### DATA
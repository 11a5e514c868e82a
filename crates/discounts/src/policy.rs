use chrono::{DateTime, Utc};
use serde::{Deserialize, Serialize};

use salesguard_core::{Aggregate, AggregateRoot, DomainError, uuid_id};
use salesguard_events::Event;

use crate::rule::{DiscountRule, RuleId, RuleSpec};

uuid_id!(
    /// Discount policy identifier.
    PolicyId,
    "PolicyId"
);

/// Aggregate root: DiscountPolicy.
///
/// Owns its rules. Rules are kept in canonical order (ascending minimum
/// quantity). Deleting the policy deletes the rules with it.
#[derive(Debug, Clone, PartialEq)]
pub struct DiscountPolicy {
    id: PolicyId,
    name: String,
    active: bool,
    rules: Vec<DiscountRule>,
    version: u64,
    created: bool,
    deleted: bool,
}

impl DiscountPolicy {
    /// Create an empty, not-yet-created aggregate instance.
    pub fn empty(id: PolicyId) -> Self {
        Self {
            id,
            name: String::new(),
            active: true,
            rules: Vec::new(),
            version: 0,
            created: false,
            deleted: false,
        }
    }

    pub fn id_typed(&self) -> PolicyId {
        self.id
    }

    pub fn name(&self) -> &str {
        &self.name
    }

    pub fn is_active(&self) -> bool {
        self.active
    }

    pub fn rules(&self) -> &[DiscountRule] {
        &self.rules
    }

    pub fn rule(&self, rule_id: RuleId) -> Option<&DiscountRule> {
        self.rules.iter().find(|r| r.id_typed() == rule_id)
    }

    pub fn is_created(&self) -> bool {
        self.created
    }

    pub fn is_deleted(&self) -> bool {
        self.deleted
    }
}

impl AggregateRoot for DiscountPolicy {
    type Id = PolicyId;

    fn id(&self) -> &Self::Id {
        &self.id
    }

    fn version(&self) -> u64 {
        self.version
    }
}

/// Command: CreatePolicy.
#[derive(Debug, Clone, PartialEq, Serialize, Deserialize)]
pub struct CreatePolicy {
    pub policy_id: PolicyId,
    pub name: String,
    pub active: bool,
    pub occurred_at: DateTime<Utc>,
}

/// Command: RenamePolicy.
#[derive(Debug, Clone, PartialEq, Serialize, Deserialize)]
pub struct RenamePolicy {
    pub policy_id: PolicyId,
    pub name: String,
    pub occurred_at: DateTime<Utc>,
}

/// Command: ActivatePolicy.
#[derive(Debug, Clone, PartialEq, Serialize, Deserialize)]
pub struct ActivatePolicy {
    pub policy_id: PolicyId,
    pub occurred_at: DateTime<Utc>,
}

/// Command: DeactivatePolicy.
#[derive(Debug, Clone, PartialEq, Serialize, Deserialize)]
pub struct DeactivatePolicy {
    pub policy_id: PolicyId,
    pub occurred_at: DateTime<Utc>,
}

/// Command: AddRule.
#[derive(Debug, Clone, PartialEq, Serialize, Deserialize)]
pub struct AddRule {
    pub policy_id: PolicyId,
    pub rule_id: RuleId,
    pub spec: RuleSpec,
    pub occurred_at: DateTime<Utc>,
}

/// Command: UpdateRule (replaces every attribute of an existing rule).
#[derive(Debug, Clone, PartialEq, Serialize, Deserialize)]
pub struct UpdateRule {
    pub policy_id: PolicyId,
    pub rule_id: RuleId,
    pub spec: RuleSpec,
    pub occurred_at: DateTime<Utc>,
}

/// Command: RemoveRule.
#[derive(Debug, Clone, PartialEq, Serialize, Deserialize)]
pub struct RemoveRule {
    pub policy_id: PolicyId,
    pub rule_id: RuleId,
    pub occurred_at: DateTime<Utc>,
}

/// Command: DeletePolicy (cascades to every rule).
#[derive(Debug, Clone, PartialEq, Serialize, Deserialize)]
pub struct DeletePolicy {
    pub policy_id: PolicyId,
    pub occurred_at: DateTime<Utc>,
}

#[derive(Debug, Clone, PartialEq, Serialize, Deserialize)]
pub enum PolicyCommand {
    CreatePolicy(CreatePolicy),
    RenamePolicy(RenamePolicy),
    ActivatePolicy(ActivatePolicy),
    DeactivatePolicy(DeactivatePolicy),
    AddRule(AddRule),
    UpdateRule(UpdateRule),
    RemoveRule(RemoveRule),
    DeletePolicy(DeletePolicy),
}

impl PolicyCommand {
    pub fn policy_id(&self) -> PolicyId {
        match self {
            PolicyCommand::CreatePolicy(c) => c.policy_id,
            PolicyCommand::RenamePolicy(c) => c.policy_id,
            PolicyCommand::ActivatePolicy(c) => c.policy_id,
            PolicyCommand::DeactivatePolicy(c) => c.policy_id,
            PolicyCommand::AddRule(c) => c.policy_id,
            PolicyCommand::UpdateRule(c) => c.policy_id,
            PolicyCommand::RemoveRule(c) => c.policy_id,
            PolicyCommand::DeletePolicy(c) => c.policy_id,
        }
    }
}

/// Event: PolicyCreated.
#[derive(Debug, Clone, PartialEq, Serialize, Deserialize)]
pub struct PolicyCreated {
    pub policy_id: PolicyId,
    pub name: String,
    pub active: bool,
    pub occurred_at: DateTime<Utc>,
}

/// Event: PolicyRenamed.
#[derive(Debug, Clone, PartialEq, Serialize, Deserialize)]
pub struct PolicyRenamed {
    pub policy_id: PolicyId,
    pub name: String,
    pub occurred_at: DateTime<Utc>,
}

/// Event: PolicyActivated.
#[derive(Debug, Clone, PartialEq, Serialize, Deserialize)]
pub struct PolicyActivated {
    pub policy_id: PolicyId,
    pub occurred_at: DateTime<Utc>,
}

/// Event: PolicyDeactivated.
#[derive(Debug, Clone, PartialEq, Serialize, Deserialize)]
pub struct PolicyDeactivated {
    pub policy_id: PolicyId,
    pub occurred_at: DateTime<Utc>,
}

/// Event: RuleAdded.
#[derive(Debug, Clone, PartialEq, Serialize, Deserialize)]
pub struct RuleAdded {
    pub policy_id: PolicyId,
    pub rule: DiscountRule,
    pub occurred_at: DateTime<Utc>,
}

/// Event: RuleUpdated.
#[derive(Debug, Clone, PartialEq, Serialize, Deserialize)]
pub struct RuleUpdated {
    pub policy_id: PolicyId,
    pub rule: DiscountRule,
    pub occurred_at: DateTime<Utc>,
}

/// Event: RuleRemoved.
#[derive(Debug, Clone, PartialEq, Serialize, Deserialize)]
pub struct RuleRemoved {
    pub policy_id: PolicyId,
    pub rule_id: RuleId,
    pub occurred_at: DateTime<Utc>,
}

/// Event: PolicyDeleted.
#[derive(Debug, Clone, PartialEq, Serialize, Deserialize)]
pub struct PolicyDeleted {
    pub policy_id: PolicyId,
    pub occurred_at: DateTime<Utc>,
}

#[derive(Debug, Clone, PartialEq, Serialize, Deserialize)]
pub enum PolicyEvent {
    PolicyCreated(PolicyCreated),
    PolicyRenamed(PolicyRenamed),
    PolicyActivated(PolicyActivated),
    PolicyDeactivated(PolicyDeactivated),
    RuleAdded(RuleAdded),
    RuleUpdated(RuleUpdated),
    RuleRemoved(RuleRemoved),
    PolicyDeleted(PolicyDeleted),
}

impl Event for PolicyEvent {
    fn event_type(&self) -> &'static str {
        match self {
            PolicyEvent::PolicyCreated(_) => "discounts.policy.created",
            PolicyEvent::PolicyRenamed(_) => "discounts.policy.renamed",
            PolicyEvent::PolicyActivated(_) => "discounts.policy.activated",
            PolicyEvent::PolicyDeactivated(_) => "discounts.policy.deactivated",
            PolicyEvent::RuleAdded(_) => "discounts.policy.rule_added",
            PolicyEvent::RuleUpdated(_) => "discounts.policy.rule_updated",
            PolicyEvent::RuleRemoved(_) => "discounts.policy.rule_removed",
            PolicyEvent::PolicyDeleted(_) => "discounts.policy.deleted",
        }
    }

    fn version(&self) -> u32 {
        1
    }

    fn occurred_at(&self) -> DateTime<Utc> {
        match self {
            PolicyEvent::PolicyCreated(e) => e.occurred_at,
            PolicyEvent::PolicyRenamed(e) => e.occurred_at,
            PolicyEvent::PolicyActivated(e) => e.occurred_at,
            PolicyEvent::PolicyDeactivated(e) => e.occurred_at,
            PolicyEvent::RuleAdded(e) => e.occurred_at,
            PolicyEvent::RuleUpdated(e) => e.occurred_at,
            PolicyEvent::RuleRemoved(e) => e.occurred_at,
            PolicyEvent::PolicyDeleted(e) => e.occurred_at,
        }
    }
}

impl Aggregate for DiscountPolicy {
    type Command = PolicyCommand;
    type Event = PolicyEvent;
    type Error = DomainError;

    fn apply(&mut self, event: &Self::Event) {
        match event {
            PolicyEvent::PolicyCreated(e) => {
                self.id = e.policy_id;
                self.name = e.name.clone();
                self.active = e.active;
                self.rules.clear();
                self.created = true;
            }
            PolicyEvent::PolicyRenamed(e) => {
                self.name = e.name.clone();
            }
            PolicyEvent::PolicyActivated(_) => {
                self.active = true;
            }
            PolicyEvent::PolicyDeactivated(_) => {
                self.active = false;
            }
            PolicyEvent::RuleAdded(e) => {
                self.rules.push(e.rule.clone());
                self.rules.sort_by(DiscountRule::canonical_cmp);
            }
            PolicyEvent::RuleUpdated(e) => {
                if let Some(slot) = self.rules.iter_mut().find(|r| r.id_typed() == e.rule.id_typed()) {
                    *slot = e.rule.clone();
                }
                self.rules.sort_by(DiscountRule::canonical_cmp);
            }
            PolicyEvent::RuleRemoved(e) => {
                self.rules.retain(|r| r.id_typed() != e.rule_id);
            }
            PolicyEvent::PolicyDeleted(_) => {
                self.rules.clear();
                self.deleted = true;
            }
        }

        self.version += 1;
    }

    fn handle(&self, command: &Self::Command) -> Result<Vec<Self::Event>, Self::Error> {
        if self.deleted {
            return Err(DomainError::not_found());
        }
        match command {
            PolicyCommand::CreatePolicy(cmd) => self.handle_create(cmd),
            PolicyCommand::RenamePolicy(cmd) => self.handle_rename(cmd),
            PolicyCommand::ActivatePolicy(cmd) => self.handle_activate(cmd),
            PolicyCommand::DeactivatePolicy(cmd) => self.handle_deactivate(cmd),
            PolicyCommand::AddRule(cmd) => self.handle_add_rule(cmd),
            PolicyCommand::UpdateRule(cmd) => self.handle_update_rule(cmd),
            PolicyCommand::RemoveRule(cmd) => self.handle_remove_rule(cmd),
            PolicyCommand::DeletePolicy(cmd) => self.handle_delete(cmd),
        }
    }
}

impl DiscountPolicy {
    fn ensure_existing(&self, policy_id: PolicyId) -> Result<(), DomainError> {
        if !self.created {
            return Err(DomainError::not_found());
        }
        if self.id != policy_id {
            return Err(DomainError::invariant("policy_id mismatch"));
        }
        Ok(())
    }

    fn validate_name(name: &str) -> Result<(), DomainError> {
        if name.trim().is_empty() {
            return Err(DomainError::validation("policy name cannot be empty"));
        }
        Ok(())
    }

    fn handle_create(&self, cmd: &CreatePolicy) -> Result<Vec<PolicyEvent>, DomainError> {
        if self.created {
            return Err(DomainError::conflict("discount policy already exists"));
        }
        Self::validate_name(&cmd.name)?;

        Ok(vec![PolicyEvent::PolicyCreated(PolicyCreated {
            policy_id: cmd.policy_id,
            name: cmd.name.trim().to_string(),
            active: cmd.active,
            occurred_at: cmd.occurred_at,
        })])
    }

    fn handle_rename(&self, cmd: &RenamePolicy) -> Result<Vec<PolicyEvent>, DomainError> {
        self.ensure_existing(cmd.policy_id)?;
        Self::validate_name(&cmd.name)?;

        Ok(vec![PolicyEvent::PolicyRenamed(PolicyRenamed {
            policy_id: cmd.policy_id,
            name: cmd.name.trim().to_string(),
            occurred_at: cmd.occurred_at,
        })])
    }

    fn handle_activate(&self, cmd: &ActivatePolicy) -> Result<Vec<PolicyEvent>, DomainError> {
        self.ensure_existing(cmd.policy_id)?;
        if self.active {
            return Err(DomainError::invariant("policy is already active"));
        }

        Ok(vec![PolicyEvent::PolicyActivated(PolicyActivated {
            policy_id: cmd.policy_id,
            occurred_at: cmd.occurred_at,
        })])
    }

    fn handle_deactivate(&self, cmd: &DeactivatePolicy) -> Result<Vec<PolicyEvent>, DomainError> {
        self.ensure_existing(cmd.policy_id)?;
        if !self.active {
            return Err(DomainError::invariant("policy is already inactive"));
        }

        Ok(vec![PolicyEvent::PolicyDeactivated(PolicyDeactivated {
            policy_id: cmd.policy_id,
            occurred_at: cmd.occurred_at,
        })])
    }

    fn handle_add_rule(&self, cmd: &AddRule) -> Result<Vec<PolicyEvent>, DomainError> {
        self.ensure_existing(cmd.policy_id)?;
        if self.rule(cmd.rule_id).is_some() {
            return Err(DomainError::conflict(format!("rule {} already exists", cmd.rule_id)));
        }
        let rule = cmd.spec.build(cmd.rule_id)?;

        Ok(vec![PolicyEvent::RuleAdded(RuleAdded {
            policy_id: cmd.policy_id,
            rule,
            occurred_at: cmd.occurred_at,
        })])
    }

    fn handle_update_rule(&self, cmd: &UpdateRule) -> Result<Vec<PolicyEvent>, DomainError> {
        self.ensure_existing(cmd.policy_id)?;
        if self.rule(cmd.rule_id).is_none() {
            return Err(DomainError::not_found());
        }
        let rule = cmd.spec.build(cmd.rule_id)?;

        Ok(vec![PolicyEvent::RuleUpdated(RuleUpdated {
            policy_id: cmd.policy_id,
            rule,
            occurred_at: cmd.occurred_at,
        })])
    }

    fn handle_remove_rule(&self, cmd: &RemoveRule) -> Result<Vec<PolicyEvent>, DomainError> {
        self.ensure_existing(cmd.policy_id)?;
        if self.rule(cmd.rule_id).is_none() {
            return Err(DomainError::not_found());
        }

        Ok(vec![PolicyEvent::RuleRemoved(RuleRemoved {
            policy_id: cmd.policy_id,
            rule_id: cmd.rule_id,
            occurred_at: cmd.occurred_at,
        })])
    }

    fn handle_delete(&self, cmd: &DeletePolicy) -> Result<Vec<PolicyEvent>, DomainError> {
        self.ensure_existing(cmd.policy_id)?;

        Ok(vec![PolicyEvent::PolicyDeleted(PolicyDeleted {
            policy_id: cmd.policy_id,
            occurred_at: cmd.occurred_at,
        })])
    }
}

### REQUIRED WORK
Go through the material above, and wherever a line holds the word "impl", copy it.

### COMPLETED EXERCISE
impl DiscountPolicy {
impl AggregateRoot for DiscountPolicy {
impl PolicyCommand {
impl Event for PolicyEvent {
impl Aggregate for DiscountPolicy {
impl DiscountPolicy {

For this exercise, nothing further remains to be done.